WHAT NEEDS TO BE DONE: Look for the word "ServiceConfig" in the data below, and copy every line that holds it.

MATERIAL PROVIDED:

....................

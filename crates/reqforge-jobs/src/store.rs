//! Job persistence
//!
//! The store is the only shared mutable state of the job service. Writes are
//! last-write-wins per job; there are no multi-job transactions.

use crate::error::StoreError;
use crate::job::{Job, JobId, JobPatch};
use async_trait::async_trait;
use chrono::Utc;
use dashmap::mapref::entry::Entry;
use dashmap::DashMap;
use std::fmt::Debug;

/// Job persistence backend
#[async_trait]
pub trait JobStore: Send + Sync + Debug {
    /// Insert a new job
    ///
    /// # Errors
    /// - `StoreError::Duplicate` if the id is taken
    async fn create(&self, job: Job) -> Result<(), StoreError>;

    /// Apply a lifecycle update and return the updated job
    ///
    /// # Errors
    /// - `StoreError::NotFound` if the job does not exist
    /// - `StoreError::Transition` if the lifecycle forbids the update
    async fn update(&self, id: JobId, patch: JobPatch) -> Result<Job, StoreError>;

    /// Fetch a job snapshot
    async fn get(&self, id: JobId) -> Result<Option<Job>, StoreError>;

    /// Most recent jobs, newest first
    async fn list_recent(&self, limit: usize) -> Result<Vec<Job>, StoreError>;
}

/// In-process job store
#[derive(Debug, Default)]
pub struct InMemoryJobStore {
    jobs: DashMap<JobId, Job>,
}

impl InMemoryJobStore {
    /// Create empty store
    #[inline]
    #[must_use]
    pub fn new() -> Self {
        Self::default()
    }

    /// Number of stored jobs
    #[inline]
    #[must_use]
    pub fn len(&self) -> usize {
        self.jobs.len()
    }

    /// Whether the store is empty
    #[inline]
    #[must_use]
    pub fn is_empty(&self) -> bool {
        self.jobs.is_empty()
    }
}

#[async_trait]
impl JobStore for InMemoryJobStore {
    async fn create(&self, job: Job) -> Result<(), StoreError> {
        match self.jobs.entry(job.id) {
            Entry::Occupied(_) => Err(StoreError::Duplicate(job.id)),
            Entry::Vacant(slot) => {
                slot.insert(job);
                Ok(())
            }
        }
    }

    async fn update(&self, id: JobId, patch: JobPatch) -> Result<Job, StoreError> {
        let mut job = self.jobs.get_mut(&id).ok_or(StoreError::NotFound(id))?;
        job.apply(patch, Utc::now())?;
        Ok(job.value().clone())
    }

    async fn get(&self, id: JobId) -> Result<Option<Job>, StoreError> {
        Ok(self.jobs.get(&id).map(|job| job.value().clone()))
    }

    async fn list_recent(&self, limit: usize) -> Result<Vec<Job>, StoreError> {
        let mut jobs: Vec<Job> = self.jobs.iter().map(|entry| entry.value().clone()).collect();
        jobs.sort_by(|a, b| b.created_at.cmp(&a.created_at).then_with(|| b.id.cmp(&a.id)));
        jobs.truncate(limit);
        Ok(jobs)
    }
}

#[cfg(test)]
mod tests {
    use super::*;
    use crate::job::JobStatus;
    use chrono::Duration;
    use reqforge_core::{MockGenerator, SpecSource};

    #[tokio::test]
    async fn create_rejects_duplicates() {
        let store = InMemoryJobStore::new();
        let job = Job::new(JobId::new(), "x", Utc::now());
        store.create(job.clone()).await.unwrap();
        assert_eq!(store.create(job.clone()).await, Err(StoreError::Duplicate(job.id)));
        assert_eq!(store.len(), 1);
    }

    #[tokio::test]
    async fn update_unknown_job() {
        let store = InMemoryJobStore::new();
        let id = JobId::new();
        let err = store.update(id, JobPatch::processing()).await.unwrap_err();
        assert_eq!(err, StoreError::NotFound(id));
    }

    #[tokio::test]
    async fn completed_job_absorbs_later_writes() {
        let store = InMemoryJobStore::new();
        let id = JobId::new();
        store.create(Job::new(id, "inventory", Utc::now())).await.unwrap();
        store.update(id, JobPatch::processing()).await.unwrap();

        let spec = MockGenerator::new().generate("inventory");
        let source = SpecSource::Fallback { reason: "offline".into() };
        store.update(id, JobPatch::completed(spec, source)).await.unwrap();

        let err = store.update(id, JobPatch::failed("late")).await.unwrap_err();
        assert!(matches!(err, StoreError::Transition(_)));

        let job = store.get(id).await.unwrap().unwrap();
        assert_eq!(job.status, JobStatus::Completed);
        assert!(job.error_message.is_none());
    }

    #[tokio::test]
    async fn list_recent_is_newest_first_and_capped() {
        let store = InMemoryJobStore::new();
        let base = Utc::now();
        let mut ids = Vec::new();
        for offset in 0..5 {
            let id = JobId::new();
            ids.push(id);
            store
                .create(Job::new(id, format!("job {offset}"), base + Duration::seconds(offset)))
                .await
                .unwrap();
        }

        let recent = store.list_recent(3).await.unwrap();
        let listed: Vec<JobId> = recent.iter().map(|job| job.id).collect();
        assert_eq!(listed, vec![ids[4], ids[3], ids[2]]);
        assert!(store.list_recent(0).await.unwrap().is_empty());
    }
}
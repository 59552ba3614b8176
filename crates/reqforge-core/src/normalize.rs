//! Role permission normalization
//!
//! Generators return `rolePermissions` either keyed by role or as a list of
//! `{ role, canCreate, canView, canEdit }` records. The list form is folded
//! into the keyed form; every other shape passes through untouched and is
//! left for the validator to judge.

use serde_json::{Map, Value};

/// Top-level key holding role permissions
pub const ROLE_PERMISSIONS: &str = "rolePermissions";

/// Permission list keys in wire order
pub const PERMISSION_LISTS: [&str; 3] = ["canCreate", "canView", "canEdit"];

/// Record field names that mark a mapping as a mis-shaped single record
const RECORD_FIELD_KEYS: [&str; 2] = ["role", "roleName"];

/// Normalize a raw generator response
///
/// Idempotent: `normalize(normalize(x)) == normalize(x)`.
#[must_use]
pub fn normalize(mut raw: Value) -> Value {
    normalize_in_place(&mut raw);
    raw
}

/// Normalize `rolePermissions` of `raw` in place
pub fn normalize_in_place(raw: &mut Value) {
    let Some(permissions) = raw.get_mut(ROLE_PERMISSIONS) else {
        return;
    };

    match permissions {
        Value::Array(records) => {
            let keyed = fold_records(std::mem::take(records));
            *permissions = Value::Object(keyed);
        }
        Value::Object(map) if is_unkeyed_record(map) => {
            // Cannot tell which role this belongs to; validation rejects it.
            tracing::warn!(
                keys = ?map.keys().collect::<Vec<_>>(),
                "rolePermissions looks like a single unkeyed record, leaving as-is"
            );
        }
        _ => {}
    }
}

/// Whether a mapping's only key is a record field name
fn is_unkeyed_record(map: &Map<String, Value>) -> bool {
    map.len() == 1 && map.keys().all(|k| RECORD_FIELD_KEYS.contains(&k.as_str()))
}

/// Fold `{ role, ... }` records into a mapping keyed by role
///
/// Records without a string `role` are dropped. Later records for the same
/// role replace earlier ones.
fn fold_records(records: Vec<Value>) -> Map<String, Value> {
    let mut keyed = Map::new();
    for record in records {
        let Value::Object(mut record) = record else {
            continue;
        };
        let Some(Value::String(role)) = record.remove("role") else {
            tracing::debug!("dropping permission record without a string role");
            continue;
        };

        let mut entry = Map::new();
        for list in PERMISSION_LISTS {
            let items = match record.remove(list) {
                Some(Value::Array(items)) => items,
                _ => Vec::new(),
            };
            entry.insert(list.to_owned(), Value::Array(items));
        }
        keyed.insert(role, Value::Object(entry));
    }
    keyed
}
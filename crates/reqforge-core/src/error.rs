//! Error types for reqforge core
//!
//! Every error here is absorbed by the [`Extractor`](crate::Extractor):
//! callers of `extract` never see them, but they are logged and reported
//! as the fallback reason.

/// Failure talking to the live generator
#[derive(Debug, thiserror::Error)]
pub enum GeneratorError {
    /// No API key configured
    #[error("live generator not configured")]
    NotConfigured,

    /// Transport failure (connect, timeout, body decode)
    #[error("generator request failed: {0}")]
    Http(#[from] reqwest::Error),

    /// Non-success HTTP status
    #[error("generator returned status {status}: {body}")]
    Status {
        /// HTTP status code
        status: u16,
        /// Response body (truncated)
        body: String,
    },

    /// Response carried no candidate text
    #[error("generator returned no content")]
    EmptyResponse,

    /// Implementation-specific failure
    #[error("generator failed: {0}")]
    Other(String),
}

impl GeneratorError {
    /// Check if a retry could plausibly succeed
    #[inline]
    #[must_use]
    pub fn is_retryable(&self) -> bool {
        match self {
            Self::Http(e) => e.is_timeout() || e.is_connect(),
            Self::Status { status, .. } => *status == 429 || *status >= 500,
            Self::EmptyResponse => true,
            Self::NotConfigured | Self::Other(_) => false,
        }
    }
}

/// Structural defect found by the validator
#[derive(Debug, Clone, PartialEq, Eq, thiserror::Error)]
pub enum ValidationFailure {
    /// Candidate is not a JSON object
    #[error("specification is not an object")]
    NotAnObject,

    /// Required top-level field absent or null, or `appName` blank
    #[error("missing required field `{0}`")]
    MissingField(&'static str),

    /// `entities` absent, not a sequence, or empty
    #[error("entities must be a non-empty sequence")]
    NoEntities,

    /// `roles` not a sequence or empty
    #[error("roles must be a non-empty sequence")]
    NoRoles,

    /// Role entry is not a string
    #[error("role at index {0} is not a string")]
    RoleNotString(usize),

    /// `rolePermissions` not keyed by role
    #[error("rolePermissions is not a mapping keyed by role")]
    PermissionsNotKeyed,

    /// Permissions entry is not a mapping of lists
    #[error("permissions entry `{0}` is not a mapping")]
    MalformedEntry(String),

    /// Declared role has no permissions entry
    #[error("no permissions for role `{role}` (key `{key}`)")]
    MissingRolePermissions {
        /// Role as declared
        role: String,
        /// Canonical key looked up
        key: String,
    },

    /// Permissions entry lacks one of the three lists
    #[error("permissions for role `{role}` lack a `{list}` sequence")]
    MissingPermissionList {
        /// Role as declared
        role: String,
        /// Missing list name
        list: &'static str,
    },

    /// Role cannot see any entity
    #[error("role `{0}` cannot view any entity")]
    NoVisibility(String),

    /// Nobody can edit anything
    #[error("no role has edit permissions")]
    NoEditor,
}

/// Why a live extraction attempt was discarded
#[derive(Debug, thiserror::Error)]
pub enum ExtractionError {
    /// Generator call failed
    #[error(transparent)]
    Generator(#[from] GeneratorError),

    /// Generator panicked
    #[error("generator panicked")]
    GeneratorPanicked,

    /// Output was not JSON
    #[error("generator output is not valid JSON: {0}")]
    MalformedJson(#[source] serde_json::Error),

    /// Output failed validation after repair
    #[error("validation failed: {0}")]
    Invalid(#[from] ValidationFailure),

    /// Output passed validation but does not fit the typed model
    #[error("schema mismatch: {0}")]
    SchemaMismatch(#[source] serde_json::Error),
}

impl ExtractionError {
    /// Short machine-readable cause
    #[must_use]
    pub fn kind(&self) -> &'static str {
        match self {
            Self::Generator(_) => "generator",
            Self::GeneratorPanicked => "panic",
            Self::MalformedJson(_) => "malformed_json",
            Self::Invalid(_) => "validation",
            Self::SchemaMismatch(_) => "schema",
        }
    }

    /// Check if a later attempt could plausibly succeed
    ///
    /// Only transient generator failures qualify; defective output does not.
    #[inline]
    #[must_use]
    pub fn is_retryable(&self) -> bool {
        matches!(self, Self::Generator(e) if e.is_retryable())
    }
}
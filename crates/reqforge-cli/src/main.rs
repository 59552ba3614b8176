//! `reqforge` command-line front end

mod config;

use anyhow::{bail, Context, Result};
use clap::{Arg, ArgAction, ArgMatches, Command};
use config::ServiceConfig;
use reqforge_core::Extractor;
use reqforge_jobs::{JobService, JobStatus, PollError};
use serde::Serialize;
use std::path::PathBuf;
use std::process::ExitCode;
use tokio::io::AsyncReadExt;
use tracing_subscriber::EnvFilter;

/// Exit code when polling gives up before the job finishes
const EXIT_POLL_TIMEOUT: u8 = 2;

fn cli() -> Command {
    let text_arg = || {
        Arg::new("text")
            .required(true)
            .help("Application description, or `-` to read standard input")
    };

    Command::new("reqforge")
        .version(env!("CARGO_PKG_VERSION"))
        .about("Turn application descriptions into validated app specifications")
        .subcommand_required(true)
        .arg_required_else_help(true)
        .arg(
            Arg::new("config")
                .long("config")
                .global(true)
                .value_parser(clap::value_parser!(PathBuf))
                .help("TOML configuration file"),
        )
        .arg(
            Arg::new("log-json")
                .long("log-json")
                .global(true)
                .action(ArgAction::SetTrue)
                .help("Emit logs as JSON"),
        )
        .subcommand(
            Command::new("extract")
                .about("Extract a specification once and print it")
                .arg(text_arg())
                .arg(
                    Arg::new("with-source")
                        .long("with-source")
                        .action(ArgAction::SetTrue)
                        .help("Also report whether the live generator was used"),
                ),
        )
        .subcommand(
            Command::new("submit")
                .about("Run extraction as a job, poll until it finishes, and print the job")
                .arg(text_arg()),
        )
        .subcommand(Command::new("status").about("Show live generator status"))
}

fn init_tracing(json: bool) {
    let filter = EnvFilter::try_from_default_env().unwrap_or_else(|_| EnvFilter::new("info"));
    let builder = tracing_subscriber::fmt()
        .with_env_filter(filter)
        .with_writer(std::io::stderr);
    if json {
        builder.json().init();
    } else {
        builder.init();
    }
}

#[tokio::main]
async fn main() -> ExitCode {
    let matches = cli().get_matches();
    init_tracing(matches.get_flag("log-json"));

    match run(&matches).await {
        Ok(code) => code,
        Err(e) => {
            tracing::error!("{e:#}");
            ExitCode::FAILURE
        }
    }
}

async fn run(matches: &ArgMatches) -> Result<ExitCode> {
    let config = ServiceConfig::load(matches.get_one::<PathBuf>("config").map(PathBuf::as_path))
        .context("loading configuration")?;
    let extractor = Extractor::from_config(&config.generator);

    match matches.subcommand() {
        Some(("extract", args)) => {
            let text = read_text(args).await?;
            if args.get_flag("with-source") {
                print_json(&extractor.extract_with_source(&text).await)?;
            } else {
                print_json(&extractor.extract(&text).await)?;
            }
            Ok(ExitCode::SUCCESS)
        }
        Some(("submit", args)) => {
            let text = read_text(args).await?;
            let service = JobService::in_memory(extractor, config.jobs);
            let submission = service.submit(&text).await?;
            tracing::info!(job_id = %submission.id, "waiting for job");

            match service.poller().wait(submission.id).await {
                Ok(job) => {
                    print_json(&job)?;
                    Ok(if job.status == JobStatus::Completed {
                        ExitCode::SUCCESS
                    } else {
                        ExitCode::FAILURE
                    })
                }
                Err(e @ PollError::TimedOut { .. }) => {
                    tracing::error!(error = %e, "job did not finish in time");
                    Ok(ExitCode::from(EXIT_POLL_TIMEOUT))
                }
                Err(e) => Err(e.into()),
            }
        }
        Some(("status", _)) => {
            print_json(&extractor.status())?;
            Ok(ExitCode::SUCCESS)
        }
        _ => bail!("unknown command"),
    }
}

async fn read_text(args: &ArgMatches) -> Result<String> {
    let arg = args
        .get_one::<String>("text")
        .context("missing application description")?;
    if arg != "-" {
        return Ok(arg.clone());
    }

    let mut text = String::new();
    tokio::io::stdin()
        .read_to_string(&mut text)
        .await
        .context("reading standard input")?;
    Ok(text)
}

fn print_json<T: Serialize>(value: &T) -> Result<()> {
    println!("{}", serde_json::to_string_pretty(value)?);
    Ok(())
}

#[cfg(test)]
mod tests {
    use super::*;

    #[test]
    fn cli_is_well_formed() {
        cli().debug_assert();
    }

    #[test]
    fn global_flags_follow_subcommands() {
        let matches = cli()
            .try_get_matches_from([
                "reqforge",
                "submit",
                "a crm",
                "--log-json",
                "--config",
                "r.toml",
            ])
            .unwrap();
        assert!(matches.get_flag("log-json"));
        assert_eq!(
            matches.get_one::<PathBuf>("config"),
            Some(&PathBuf::from("r.toml"))
        );
        let (name, args) = matches.subcommand().unwrap();
        assert_eq!(name, "submit");
        assert_eq!(args.get_one::<String>("text").map(String::as_str), Some("a crm"));
    }

    #[test]
    fn text_is_required() {
        assert!(cli().try_get_matches_from(["reqforge", "extract"]).is_err());
    }
}
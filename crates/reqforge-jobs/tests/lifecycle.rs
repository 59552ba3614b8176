//! End-to-end job lifecycle tests

use pretty_assertions::assert_eq;
use reqforge_core::{Extractor, SpecSource};
use reqforge_jobs::{JobError, JobId, JobService, JobStatus, JobsConfig, PollError};
use reqforge_test_utils::{
    extractor_with, manager_employee_response, FaultyJobStore, ScriptedGenerator,
    COURSE_DESCRIPTION,
};
use std::sync::Arc;
use std::time::Duration;

fn fast_config() -> JobsConfig {
    JobsConfig::new()
        .with_poll_interval(Duration::from_millis(5))
        .with_poll_max_attempts(400)
}

#[tokio::test]
async fn offline_course_submission_completes() {
    let service = JobService::in_memory(Extractor::offline(), fast_config());

    let submission = service.submit(COURSE_DESCRIPTION).await.unwrap();
    assert_eq!(submission.status, JobStatus::Processing);

    let job = service.poller().wait(submission.id).await.unwrap();
    assert_eq!(job.status, JobStatus::Completed);
    assert!(matches!(job.source, Some(SpecSource::Fallback { .. })));

    let spec = job.result.unwrap();
    assert_eq!(spec.roles, vec!["Teacher", "Student", "Admin"]);
    let admin = spec.permissions_for("Admin").unwrap();
    for entity in spec.entity_names() {
        assert!(admin.can_edit.iter().any(|e| e == entity), "Admin cannot edit {entity}");
    }
}

#[tokio::test]
async fn live_response_is_repaired_before_storing() {
    let (extractor, generator) =
        extractor_with(ScriptedGenerator::responding(manager_employee_response()));
    let service = JobService::in_memory(extractor, fast_config());

    let id = service.submit("stock room").await.unwrap().id;
    let spec = service.poller().wait_for_spec(id).await.unwrap();

    assert_eq!(generator.calls(), 1);
    assert_eq!(spec.app_name, "Stock Room");
    let all = vec!["Product".to_owned(), "Supplier".to_owned()];
    let manager = spec.permissions_for("Manager").unwrap();
    assert_eq!(manager.can_view, all);
    assert_eq!(manager.can_edit, all);
    assert_eq!(spec.permissions_for("Employee").unwrap().can_view, all);
    assert_eq!(spec.editors().collect::<Vec<_>>(), vec!["Manager"]);

    let job = service.get_job(id).await.unwrap();
    assert_eq!(job.source, Some(SpecSource::Live { generator: "scripted".into() }));
}

#[tokio::test]
async fn generator_failure_still_completes_with_fallback() {
    let (extractor, _) = extractor_with(ScriptedGenerator::failing("quota exceeded"));
    let service = JobService::in_memory(extractor, fast_config());

    let id = service.submit("inventory of products").await.unwrap().id;
    let job = service.poller().wait(id).await.unwrap();

    assert_eq!(job.status, JobStatus::Completed);
    assert_eq!(job.result.unwrap().app_name, "Inventory Manager");
}

#[tokio::test]
async fn storing_result_fails_job_with_verbatim_message() {
    let store = Arc::new(FaultyJobStore::failing_on(JobStatus::Completed, "disk quota exceeded"));
    let service = JobService::new(store, Extractor::offline(), fast_config());

    let id = service.submit("a todo app").await.unwrap().id;
    let job = service.poller().wait(id).await.unwrap();

    assert_eq!(job.status, JobStatus::Failed);
    assert_eq!(job.error_message.as_deref(), Some("disk quota exceeded"));
    assert!(job.result.is_none());
}

#[tokio::test]
async fn marking_processing_fails_job_from_pending() {
    let store = Arc::new(FaultyJobStore::failing_on(JobStatus::Processing, "connection reset"));
    let service = JobService::new(store, Extractor::offline(), fast_config());

    let id = service.submit("a todo app").await.unwrap().id;
    match service.poller().wait_for_spec(id).await {
        Err(PollError::JobFailed { message, .. }) => assert_eq!(message, "connection reset"),
        other => panic!("expected failed job, got {other:?}"),
    }
}

#[tokio::test]
async fn whitespace_submission_is_rejected() {
    let service = JobService::in_memory(Extractor::offline(), fast_config());
    assert!(matches!(service.submit(" \n\t ").await, Err(JobError::EmptyInput)));
    assert!(service.list_jobs().await.unwrap().is_empty());
}

#[tokio::test]
async fn never_finishing_job_times_out_distinctly() {
    let (extractor, _) = extractor_with(ScriptedGenerator::hanging());
    let config = JobsConfig::new()
        .with_poll_interval(Duration::from_millis(2))
        .with_poll_max_attempts(5);
    let service = JobService::in_memory(extractor, config);

    let id = service.submit("anything").await.unwrap().id;
    let err = service.poller().wait(id).await.unwrap_err();

    assert!(err.is_timeout());
    assert!(!matches!(err, PollError::JobFailed { .. }));
    assert!(!service.get_job(id).await.unwrap().is_terminal());
    assert!(service.is_in_flight(id));
}

#[tokio::test]
async fn duplicate_ids_are_rejected() {
    let (extractor, generator) = extractor_with(ScriptedGenerator::hanging());
    let service = JobService::in_memory(extractor, fast_config());
    let id = JobId::new();

    service.submit_with_id(id, "first").await.unwrap();
    assert!(matches!(
        service.submit_with_id(id, "second").await,
        Err(JobError::Duplicate(dup)) if dup == id
    ));
    assert_eq!(service.get_job(id).await.unwrap().input_text, "first");

    tokio::time::sleep(Duration::from_millis(20)).await;
    assert!(generator.calls() <= 1);
}

#[tokio::test]
async fn resubmitting_a_finished_id_is_rejected() {
    let service = JobService::in_memory(Extractor::offline(), fast_config());
    let id = JobId::new();

    service.submit_with_id(id, "inventory").await.unwrap();
    service.poller().wait(id).await.unwrap();
    assert!(!service.is_in_flight(id));

    assert!(matches!(
        service.submit_with_id(id, "inventory again").await,
        Err(JobError::Duplicate(_))
    ));
    assert_eq!(service.get_job(id).await.unwrap().status, JobStatus::Completed);
}

#[tokio::test]
async fn listing_is_newest_first_and_capped() {
    let service = JobService::in_memory(Extractor::offline(), fast_config().with_list_limit(2));
    let mut ids = Vec::new();
    for text in ["one", "two", "three"] {
        ids.push(service.submit(text).await.unwrap().id);
        tokio::time::sleep(Duration::from_millis(2)).await;
    }

    let listed: Vec<JobId> = service.list_jobs().await.unwrap().iter().map(|job| job.id).collect();
    assert_eq!(listed, vec![ids[2], ids[1]]);
}

#[tokio::test]
async fn concurrency_limit_still_finishes_every_job() {
    let service = JobService::in_memory(
        Extractor::offline(),
        fast_config().with_max_concurrent_jobs(1),
    );
    let mut ids = Vec::new();
    for text in ["course for students", "product inventory", "crm"] {
        ids.push(service.submit(text).await.unwrap().id);
    }

    let poller = service.poller();
    for id in ids {
        assert_eq!(poller.wait(id).await.unwrap().status, JobStatus::Completed);
    }
}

....................

COMPLETED TASK:
use config::ServiceConfig;
    let config = ServiceConfig::load(matches.get_one::<PathBuf>("config").map(PathBuf::as_path))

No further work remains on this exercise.